One notable member is the edible Miller mushroom (Clitopilus prunulus).  Many members of the Entolomataceae are poisonous and most are very obscure and difficult to identify properly.  Examples are the poisonous type species of Entoloma, Entoloma sinuatum, found in Europe and North America, and E. rhodopolium in Europe and Japan.

History and constituent genera
The family Entolomataceae was first defined by the Czech mycologists František Kotlaba and Zdenek Pouzar in 1972.  Although the family as a whole is quite well defined, many different internal classifications of the Entolomataceae have been proposed.  Please see List of Entolomataceae genera for a table of the main genera which have been placed in this family at one time or another.

The current view is that Entolomataceae with angular (polyhedral) spores should be classified in genus Entoloma, those with bumpy spores should be in Rhodocybe, and those with longitudinally ridged spores should be put in Clitopilus.  This makes Entoloma an enormous genus, and in the past attempts have been made to split it up.  In 1871, Paul Kummer created Eccilia, Leptonia and Nolanea to this end at the same time as Entoloma, but DNA studies show these former groups are not natural (they are polyphyletic) and according to modern thinking they should not be accepted.

Furthermore, the study by Co-David et al. indicated Rhodocybe and Clitopilus are not distinguishable as genera and need to be merged.  Since the name Clitopilus has historical precedence, all the Rhodocybe species should in future be moved into Clitopilus.  This paper gives excellent scanning electron micrographs which allow the three-dimensional spore shapes to be understood.

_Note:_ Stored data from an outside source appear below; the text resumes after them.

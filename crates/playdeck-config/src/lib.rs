pub mod loader;
pub mod model;

pub use loader::ConfigLoader;
pub use model::HostConfig;
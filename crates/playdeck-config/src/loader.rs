use std::path::{Path, PathBuf};

use playdeck_common::{Error, Result};
use tracing::info;

use crate::model::HostConfig;

pub struct ConfigLoader {
    config_dir: PathBuf,
}

impl ConfigLoader {
    pub fn new() -> Result<Self> {
        Ok(Self {
            config_dir: Self::default_config_dir(),
        })
    }

    pub fn default_config_dir() -> PathBuf {
        dirs::config_dir()
            .map(|c| c.join("playdeck"))
            .unwrap_or_else(|| PathBuf::from(".playdeck"))
    }

    pub fn with_dir(config_dir: impl Into<PathBuf>) -> Self {
        Self {
            config_dir: config_dir.into(),
        }
    }

    pub fn config_dir(&self) -> &Path {
        &self.config_dir
    }

    /// Directory scanned for plugin modules: the configured one, or
    /// `plugins` under the config directory.
    pub fn plugins_dir(&self, config: &HostConfig) -> PathBuf {
        config
            .plugins_dir
            .clone()
            .unwrap_or_else(|| self.config_dir.join("plugins"))
    }

    pub fn load(&self) -> Result<HostConfig> {
        let toml_path = self.config_dir.join("config.toml");

        if toml_path.exists() {
            info!("loading config from {}", toml_path.display());
            let contents = std::fs::read_to_string(&toml_path)?;
            toml::from_str(&contents)
                .map_err(|e| Error::Config(format!("failed to parse TOML config: {e}")))
        } else {
            info!("no config file found, using defaults");
            Ok(HostConfig::default())
        }
    }
}

#[cfg(test)]
mod tests {
    use super::ConfigLoader;
    use std::fs;
    use std::path::PathBuf;
    use std::time::{SystemTime, UNIX_EPOCH};

    fn temp_dir(label: &str) -> PathBuf {
        let nanos = SystemTime::now()
            .duration_since(UNIX_EPOCH)
            .expect("clock should be after unix epoch")
            .as_nanos();
        std::env::temp_dir().join(format!(
            "playdeck-config-test-{}-{}-{}",
            label,
            std::process::id(),
            nanos
        ))
    }

    #[test]
    fn load_returns_default_when_no_config_exists() {
        let dir = temp_dir("default");
        fs::create_dir_all(&dir).expect("failed to create temp dir");

        let loader = ConfigLoader::with_dir(&dir);
        let config = loader.load().expect("load should succeed");

        assert_eq!(config.min_api_level, 0);
        assert!(config.plugins_dir.is_none());
        assert_eq!(loader.plugins_dir(&config), dir.join("plugins"));

        let _ = fs::remove_dir_all(dir);
    }

    #[test]
    fn load_parses_toml_config() {
        let dir = temp_dir("toml");
        fs::create_dir_all(&dir).expect("failed to create temp dir");

        fs::write(
            dir.join("config.toml"),
            "plugins_dir = \"/opt/playdeck/plugins\"\nmin_api_level = 1\n",
        )
        .expect("failed to write config");

        let loader = ConfigLoader::with_dir(&dir);
        let config = loader.load().expect("load should succeed");

        assert_eq!(config.min_api_level, 1);
        assert_eq!(
            config.plugins_dir.as_deref(),
            Some(std::path::Path::new("/opt/playdeck/plugins"))
        );

        let _ = fs::remove_dir_all(dir);
    }

    #[test]
    fn load_rejects_invalid_toml() {
        let dir = temp_dir("invalid");
        fs::create_dir_all(&dir).expect("failed to create temp dir");

        fs::write(dir.join("config.toml"), "min_api_level = \"not a number\"")
            .expect("failed to write config");

        let loader = ConfigLoader::with_dir(&dir);
        assert!(loader.load().is_err());

        let _ = fs::remove_dir_all(dir);
    }
}
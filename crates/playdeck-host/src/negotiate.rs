//! API-level negotiation between host and plugin.

use playdeck_abi::API_LEVEL;

use crate::error::UnsupportedPlugin;

/// The range of descriptor schema levels this host is willing to accept.
///
/// `max_level` is informational for callers; levels above it are still
/// accepted because the schema is append-only and unknown trailing fields
/// are simply never read.
#[derive(Debug, Clone, Copy, PartialEq, Eq)]
pub struct HostPolicy {
    pub min_level: u32,
    pub max_level: u32,
}

impl Default for HostPolicy {
    fn default() -> Self {
        Self {
            min_level: 0,
            max_level: API_LEVEL,
        }
    }
}

impl HostPolicy {
    pub fn new(min_level: u32, max_level: u32) -> Self {
        Self {
            min_level,
            max_level,
        }
    }

    /// Require at least `min_level`, keeping the current maximum.
    pub fn with_min_level(min_level: u32) -> Self {
        Self {
            min_level,
            ..Self::default()
        }
    }
}

/// Pure compatibility check. Succeeds iff the plugin's declared level is
/// not older than the host minimum, returning the plugin's level as the
/// negotiated one.
pub fn negotiate(policy: &HostPolicy, plugin_level: u32) -> Result<u32, UnsupportedPlugin> {
    if plugin_level < policy.min_level {
        return Err(UnsupportedPlugin {
            plugin_level,
            host_min: policy.min_level,
        });
    }
    Ok(plugin_level)
}
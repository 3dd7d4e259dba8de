use thiserror::Error;

pub type Result<T> = std::result::Result<T, Error>;

#[derive(Error, Debug)]
pub enum Error {
    #[error("configuration error: {0}")]
    Config(String),

    #[error("io error: {0}")]
    Io(#[from] std::io::Error),
}

#[cfg(test)]
mod tests {
    use super::Error;

    #[test]
    fn config_errors_display_their_message() {
        let err = Error::Config("bad value".into());
        assert_eq!(err.to_string(), "configuration error: bad value");
    }

    #[test]
    fn io_errors_convert() {
        let io = std::io::Error::new(std::io::ErrorKind::NotFound, "gone");
        let err: Error = io.into();
        assert!(matches!(err, Error::Io(_)));
    }
}
//! The exported descriptor struct and its layout rules.
//!
//! A plugin module exports one `extern "C"` function,
//! [`ENTRY_SYMBOL_NAME`], returning a pointer to a [`RawDescriptor`] that
//! stays valid for the lifetime of the loaded module.
//!
//! Layout evolution rules:
//! - fields are never reordered or removed; new capability slots are
//!   appended at the end,
//! - every appended slot is optional (`None` means unsupported),
//! - [`API_LEVEL`] is bumped exactly when the struct grows, never for
//!   behavior changes,
//! - `size_bytes` records the struct size the plugin was compiled
//!   against; the host never reads past it.

use std::os::raw::{c_char, c_int, c_void};

use crate::slot::SlotId;

/// Magic stamped into the first field of every descriptor ("PDK1").
pub const DESCRIPTOR_MAGIC: u32 = 0x5044_4b31;

/// Current schema level of [`RawDescriptor`] as this host knows it.
///
/// Level 0 carried the header plus `get_name_for_keycode` and `reset`;
/// level 1 appended `get_action_for_keycombo`.
pub const API_LEVEL: u32 = 1;

/// Descriptor flag: the plugin's capabilities may be invoked from several
/// threads at once. Without it the host serializes calls per module.
pub const FLAG_REENTRANT: u32 = 1 << 0;

/// Nul-terminated entry symbol, as the dynamic loader wants it.
pub const ENTRY_SYMBOL: &[u8] = b"playdeck_plugin_descriptor\0";

/// Entry symbol as printable text, for diagnostics.
pub const ENTRY_SYMBOL_NAME: &str = "playdeck_plugin_descriptor";

/// Signature of the exported entry function.
pub type EntryFn = unsafe extern "C" fn() -> *const RawDescriptor;

/// Resolve a display name for a key code. Returns null when the plugin
/// has no name for it. Since level 0.
pub type NameForKeycodeFn = unsafe extern "C" fn(c_int) -> *const c_char;

/// Notification that host-side hotkey state was rebuilt. Since level 0.
pub type ResetFn = unsafe extern "C" fn();

/// Resolve an action for `(key, mods, isglobal)` within an opaque action
/// context. Returns null when no binding exists. Since level 1.
pub type ActionForKeycomboFn =
    unsafe extern "C" fn(c_int, c_int, c_int, *mut c_void) -> *mut c_void;

/// The descriptor a plugin module exports.
///
/// Field order is ABI order. The capability slots at the tail follow the
/// append-only rules in the module docs.
#[repr(C)]
pub struct RawDescriptor {
    pub magic: u32,
    pub size_bytes: u32,
    pub api_level: u32,
    pub flags: u32,
    pub name: *const c_char,
    pub version: *const c_char,

    // Capability slots, oldest first.
    pub get_name_for_keycode: Option<NameForKeycodeFn>,
    pub reset: Option<ResetFn>,
    pub get_action_for_keycombo: Option<ActionForKeycomboFn>,
}

impl RawDescriptor {
    /// Size of the level-0 prefix: header plus the two original slots.
    /// Anything smaller is not a descriptor at all.
    pub fn min_prefix_size() -> usize {
        std::mem::offset_of!(RawDescriptor, get_action_for_keycombo)
    }

    /// Minimum `size_bytes` a descriptor declaring `level` must carry.
    pub fn min_size_for_level(level: u32) -> usize {
        SlotId::ALL
            .iter()
            .filter(|slot| slot.since_level() <= level)
            .map(|slot| slot.end_offset())
            .max()
            .unwrap_or_else(Self::min_prefix_size)
    }

    /// Whether a declared `size_bytes` covers `slot`'s field. The host
    /// must not read the field when this is false.
    pub fn covers(size_bytes: u32, slot: SlotId) -> bool {
        slot.end_offset() <= size_bytes as usize
    }
}

#[cfg(test)]
mod tests {
    use super::*;

    #[test]
    fn prefix_sizes_are_monotonic() {
        let level0 = RawDescriptor::min_size_for_level(0);
        let level1 = RawDescriptor::min_size_for_level(1);
        assert!(level0 < level1);
        assert_eq!(level0, RawDescriptor::min_prefix_size());
        assert_eq!(level1, std::mem::size_of::<RawDescriptor>());
    }

    #[test]
    fn unknown_future_levels_require_no_more_than_current() {
        assert_eq!(
            RawDescriptor::min_size_for_level(17),
            RawDescriptor::min_size_for_level(API_LEVEL)
        );
    }

    #[test]
    fn coverage_tracks_declared_size() {
        let full = std::mem::size_of::<RawDescriptor>() as u32;
        assert!(RawDescriptor::covers(full, SlotId::Reset));
        assert!(RawDescriptor::covers(full, SlotId::ActionForKeycombo));

        let truncated = RawDescriptor::min_prefix_size() as u32;
        assert!(RawDescriptor::covers(truncated, SlotId::NameForKeycode));
        assert!(RawDescriptor::covers(truncated, SlotId::Reset));
        assert!(!RawDescriptor::covers(truncated, SlotId::ActionForKeycombo));
    }

    #[test]
    fn null_slot_is_free() {
        // The ABI relies on Option<fn> using the null representation.
        assert_eq!(
            std::mem::size_of::<Option<ResetFn>>(),
            std::mem::size_of::<usize>()
        );
    }
}
use serde::{Deserialize, Serialize};
use std::fmt;
use std::ops::BitOr;

/// Platform key code as delivered by the host's input layer.
#[derive(Debug, Clone, Copy, Hash, Eq, PartialEq, Serialize, Deserialize)]
pub struct KeyCode(pub i32);

impl KeyCode {
    pub fn raw(&self) -> i32 {
        self.0
    }
}

impl fmt::Display for KeyCode {
    fn fmt(&self, f: &mut fmt::Formatter<'_>) -> fmt::Result {
        write!(f, "{}", self.0)
    }
}

/// Modifier key mask. Bit layout is part of the plugin ABI.
#[derive(Debug, Clone, Copy, Default, Hash, Eq, PartialEq, Serialize, Deserialize)]
pub struct Modifiers(u32);

impl Modifiers {
    pub const NONE: Modifiers = Modifiers(0);
    pub const SHIFT: Modifiers = Modifiers(1 << 0);
    pub const CTRL: Modifiers = Modifiers(1 << 1);
    pub const ALT: Modifiers = Modifiers(1 << 2);
    pub const SUPER: Modifiers = Modifiers(1 << 3);

    pub fn from_bits(bits: u32) -> Self {
        Modifiers(bits)
    }

    pub fn bits(&self) -> u32 {
        self.0
    }

    pub fn contains(&self, other: Modifiers) -> bool {
        self.0 & other.0 == other.0
    }

    pub fn is_empty(&self) -> bool {
        self.0 == 0
    }
}

impl BitOr for Modifiers {
    type Output = Modifiers;

    fn bitor(self, rhs: Modifiers) -> Modifiers {
        Modifiers(self.0 | rhs.0)
    }
}

/// A key code plus its modifier mask, the unit hotkey lookups are keyed by.
#[derive(Debug, Clone, Copy, Hash, Eq, PartialEq, Serialize, Deserialize)]
pub struct KeyCombo {
    pub key: KeyCode,
    pub mods: Modifiers,
}

impl KeyCombo {
    pub fn new(key: KeyCode, mods: Modifiers) -> Self {
        Self { key, mods }
    }
}

/// Whether a hotkey lookup is scoped to the focused window or the whole
/// desktop session.
#[derive(Debug, Clone, Copy, Hash, Eq, PartialEq, Serialize, Deserialize)]
#[serde(rename_all = "lowercase")]
pub enum ActionScope {
    Local,
    Global,
}

impl ActionScope {
    pub fn is_global(&self) -> bool {
        matches!(self, ActionScope::Global)
    }
}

Most surprising are the new genera Rhodocybella, Rhodogaster, and Richoniella, the first being cyphelloid and the other two gasteroid.  They are rare and only contain a few species, but they are of great interest because although their body plans are superficially very different from those of the agarics which constitute the bulk of the family, recent studies have shown they are closely related.  The modern trend is even to move them into the same genera as the related agarics.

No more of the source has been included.